> [Excerpted data]:
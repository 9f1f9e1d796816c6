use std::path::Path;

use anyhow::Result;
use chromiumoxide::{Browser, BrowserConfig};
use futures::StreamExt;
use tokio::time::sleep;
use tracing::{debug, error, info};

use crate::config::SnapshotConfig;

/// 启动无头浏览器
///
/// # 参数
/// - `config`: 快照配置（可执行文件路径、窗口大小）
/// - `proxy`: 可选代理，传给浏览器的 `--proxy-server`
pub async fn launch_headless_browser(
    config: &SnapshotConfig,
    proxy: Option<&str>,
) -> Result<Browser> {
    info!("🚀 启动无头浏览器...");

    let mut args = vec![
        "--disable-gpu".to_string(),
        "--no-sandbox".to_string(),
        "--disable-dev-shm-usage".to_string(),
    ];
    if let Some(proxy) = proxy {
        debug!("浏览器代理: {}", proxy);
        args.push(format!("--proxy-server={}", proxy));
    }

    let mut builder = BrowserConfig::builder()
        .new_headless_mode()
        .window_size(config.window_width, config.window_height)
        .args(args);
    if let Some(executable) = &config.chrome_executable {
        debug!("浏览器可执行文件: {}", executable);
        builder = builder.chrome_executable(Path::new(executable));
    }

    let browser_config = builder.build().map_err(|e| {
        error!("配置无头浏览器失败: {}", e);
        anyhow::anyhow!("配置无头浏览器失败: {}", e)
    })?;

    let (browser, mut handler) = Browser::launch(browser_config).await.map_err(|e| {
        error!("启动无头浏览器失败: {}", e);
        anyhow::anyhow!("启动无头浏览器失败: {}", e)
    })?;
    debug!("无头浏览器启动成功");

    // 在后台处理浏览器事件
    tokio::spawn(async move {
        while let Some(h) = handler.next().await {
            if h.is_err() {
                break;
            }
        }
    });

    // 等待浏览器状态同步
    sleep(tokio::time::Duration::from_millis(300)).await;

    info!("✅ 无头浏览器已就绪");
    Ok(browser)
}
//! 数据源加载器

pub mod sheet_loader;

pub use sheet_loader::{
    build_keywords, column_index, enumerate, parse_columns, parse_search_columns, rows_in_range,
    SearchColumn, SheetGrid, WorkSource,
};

> [What the task requires]:
Please write out the whole of the material exactly.

> [Answer below]:
repository 9f1f9e1d796816c6
use std::path::Path;

use anyhow::Result;
use chromiumoxide::{Browser, BrowserConfig};
use futures::StreamExt;
use tokio::time::sleep;
use tracing::{debug, error, info};

use crate::config::SnapshotConfig;

/// 启动无头浏览器
///
/// # 参数
/// - `config`: 快照配置（可执行文件路径、窗口大小）
/// - `proxy`: 可选代理，传给浏览器的 `--proxy-server`
pub async fn launch_headless_browser(
    config: &SnapshotConfig,
    proxy: Option<&str>,
) -> Result<Browser> {
    info!("🚀 启动无头浏览器...");

    let mut args = vec![
        "--disable-gpu".to_string(),
        "--no-sandbox".to_string(),
        "--disable-dev-shm-usage".to_string(),
    ];
    if let Some(proxy) = proxy {
        debug!("浏览器代理: {}", proxy);
        args.push(format!("--proxy-server={}", proxy));
    }

    let mut builder = BrowserConfig::builder()
        .new_headless_mode()
        .window_size(config.window_width, config.window_height)
        .args(args);
    if let Some(executable) = &config.chrome_executable {
        debug!("浏览器可执行文件: {}", executable);
        builder = builder.chrome_executable(Path::new(executable));
    }

    let browser_config = builder.build().map_err(|e| {
        error!("配置无头浏览器失败: {}", e);
        anyhow::anyhow!("配置无头浏览器失败: {}", e)
    })?;

    let (browser, mut handler) = Browser::launch(browser_config).await.map_err(|e| {
        error!("启动无头浏览器失败: {}", e);
        anyhow::anyhow!("启动无头浏览器失败: {}", e)
    })?;
    debug!("无头浏览器启动成功");

    // 在后台处理浏览器事件
    tokio::spawn(async move {
        while let Some(h) = handler.next().await {
            if h.is_err() {
                break;
            }
        }
    });

    // 等待浏览器状态同步
    sleep(tokio::time::Duration::from_millis(300)).await;

    info!("✅ 无头浏览器已就绪");
    Ok(browser)
}
//! 数据源加载器

pub mod sheet_loader;

pub use sheet_loader::{
    build_keywords, column_index, enumerate, parse_columns, parse_search_columns, rows_in_range,
    SearchColumn, SheetGrid, WorkSource,
};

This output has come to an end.